We didn't have any new theory in class this week, which I think is a little weird, but that's the way they wrote the schedule.  We start to learn about the renal (kidney) system next week, as well as management and delegation.  We also have the first of our mandatory math tests for the semester.  These don't count towards our grade, but we must get 100% or take it again.  If a person fails to get 100% after 3 tries, they have failed the entire semester.  I'm not actually aware of anyone who has had to repeat a semester because of this, but I'm sure it has happened.
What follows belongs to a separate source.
pub mod controller;
pub mod snapshot;
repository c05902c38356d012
pub mod file;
We had our second week of clinical this week, which I thought went better than last week!  Our instructor has warned us, though, that she's going to start expecting more and more of us--I think not so much in terms of "more tasks" but "more thought, more assessment, and more problem solving."  The idea is that by the end of the semester, we need to have developed at least a rudimentary amount of "nursing judgement," whereby we identify an abnormal finding, assess all of the pertinent information, and then decide what to do--which might include calling the doctor or NP, but that's not the first step.  So, for example, if a patient suddenly complained of being short of breath after walking a short distance, we'd need to measure their pulse oximetry (that little finger clip with the red light), listen to their lungs, identify whether they were in pain, and check the level of oxygen they are receiving (if they have external oxygen).  Then based on those findings we might decide "the lungs sound okay, but the patient needs to use their inspirex (a device they breathe through that promotes fuller lung expansion), and needs to wear an oxygen bottle when walking around" or "there are some crackles in the lungs where there weren't before.  This could mean fluid is building up.  The patient needs to walk a lot, deep breathe and cough frequently, and use their inspirex."  or (maybe) "I can't hear any breath sounds on the right hand side, and I could earlier.  We need to notify the doctor right away."  But most likely, this is not the case, and the nurse is the one who needs to gather the information to make this call.  Even though this sounds kind of simple, it's definitely a habit we need to actively develop.  In part, this is because for the last 3 semester we've been taught to come to our instructor immediately with any abnormal findings.  This is because we didn't necessarily have the knowledge yet about what these findings might mean.  But by now, we should have the knowledge base to understand/interpret the data we gather when doing our assessment.  (Of course, we still have to let the instructor know!  But we need to come to her with *all* the information, not just "my pt is short of breath.")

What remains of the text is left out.